The Buzz {2 trackbacks/pingbacks}

  1. Pingback: kontextbewusst* » Blog Archive » DAS wäre wirklich ein Grund zum Updaten… on October 28, 2007
  2. Pingback: RubyCocoa Shininess in Leopard on October 30, 2007

The Conversation {8 comments}

  1. Jesper 27 October, 07 @ 3:22 am

    Actually, from what I hear, one of the last things they shoehorned into 10.5 was IB knowing about Ruby Cocoa idioms and being able to tell and generate outlets and actions.

    But you’re also right that it rocks on the whole though. :)

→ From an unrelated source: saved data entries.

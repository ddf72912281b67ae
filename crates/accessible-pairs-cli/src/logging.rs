//! Tracing subscriber setup.

use tracing_subscriber::EnvFilter;

/// Default filter for the given verbosity flags.
pub(crate) fn default_directive(verbose: u8, quiet: bool) -> &'static str {
    if quiet {
        return "error";
    }
    match verbose {
        0 => "warn",
        1 => "info",
        _ => "debug",
    }
}

/// Install the stderr subscriber. `RUST_LOG` overrides the flags.
pub(crate) fn init(verbose: u8, quiet: bool) {
    let filter = EnvFilter::try_from_default_env()
        .unwrap_or_else(|_| EnvFilter::new(default_directive(verbose, quiet)));
    let _ = tracing_subscriber::fmt()
        .with_env_filter(filter)
        .with_writer(std::io::stderr)
        .with_target(false)
        .try_init();
}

    Apple’s right about not wanting to descend into C++. Making dictionary and array access simple would require either one-off compiler secret sauce (for ’special objects’, that’s bad - the syntax of for(x in y) and properties have all been *available*) or introduction of things like operator overloading (famously offered so thoroughly in C++ to the extent that you have to override the fucking assignment operator (=) when you want objects of your classes to be assignable).

    For Objective-C to be a greater language in terms of syntax, it’d also have to stop being Objective-C, in my opinion. I don’t envy whoever’s in charge (bbum has said that he’s been responsible for Objective-C 2.0) because this is going to be tricky to sort out.

  2. Ahruman 27 October, 07 @ 4:45 am

    Your Objective-C dictionary example is broken. 4, 9 and 10 aren’t objects.

    It’s a bit depressing how we all keep getting enthused over what are, really, common language features that have been around for ages. Basically, what we need is a high-level language that’s fully integrated into the Objective-C object model/runtime. For a while, Nu looked like it might be it, but no.

    Oh, and there’s a missing ‘ in “params = {:action => ‘posts’, :controller => ‘blog,…”

  3. freno 27 October, 07 @ 8:51 am

    “Ruby doesn’t have a for loop.”

    But you can do something like:

    ruby -e ‘for x in 1..10; puts x end’

    ruby -e ‘for x in 1..10 do puts x end’

    (it’s used in http://snippets.dzone.com/posts/show/4700 , for example).

  4. Andy Matuschak 29 October, 07 @ 9:12 am

    For Objective-C to be a greater language in terms of syntax, it’d also have to stop being Objective-C, in my opinion.

    You’re right. I think Ahruman had it right when he said:

    It’s a bit depressing how we all keep getting enthused over what are, really, common language features that have been around for ages. Basically, what we need is a high-level language that’s fully integrated into the Objective-C object model/runtime.

    Even more awesome would be the ability to drop down into C when you need to for efficiency.

    Thanks for the corrections, guys.

  5. Jesper 29 October, 07 @ 1:43 pm

    I should qualify my statement more:

    “For Objective-C to be a greater language in terms of syntax, it’d also have to stop being Objective-C, in my opinion.”

    That doesn’t mean that I can’t imagine a syntactically improved version of Objective-C. It means that Objective-C right now really is a superset of C, and that the same changes to it that would make it a better Objective-C would also make it a bastardized superset (like C++).

    I think the better way to go would be to introduce an entirely new language, going hand in hand with Objective-C.

  6. Andy Matuschak 29 October, 07 @ 2:22 pm

    Agreed. Like Nu but not. Alternately, I really like Ruby. So maybe just make RubyCocoa better.

  7. Benjamin Stiglitz 02 November, 07 @ 4:21 pm

    What we need is a Ruby built on top of the Objective-C runtime. It’d have to limit language like singleton methods, but it’d still be a huge step.

  8. Blacktiger 31 January, 08 @ 10:02 am

    I thought up an interesting way to still use square brackets, but eliminate the need to go back to the beginning of a line a while back. Instead of [receiver message], you move the receiver out to reciever[message]. The nice thing about this is you can then chain messages together. receiver[message1][message2] would be equivalent to (receiver[message1])[message2].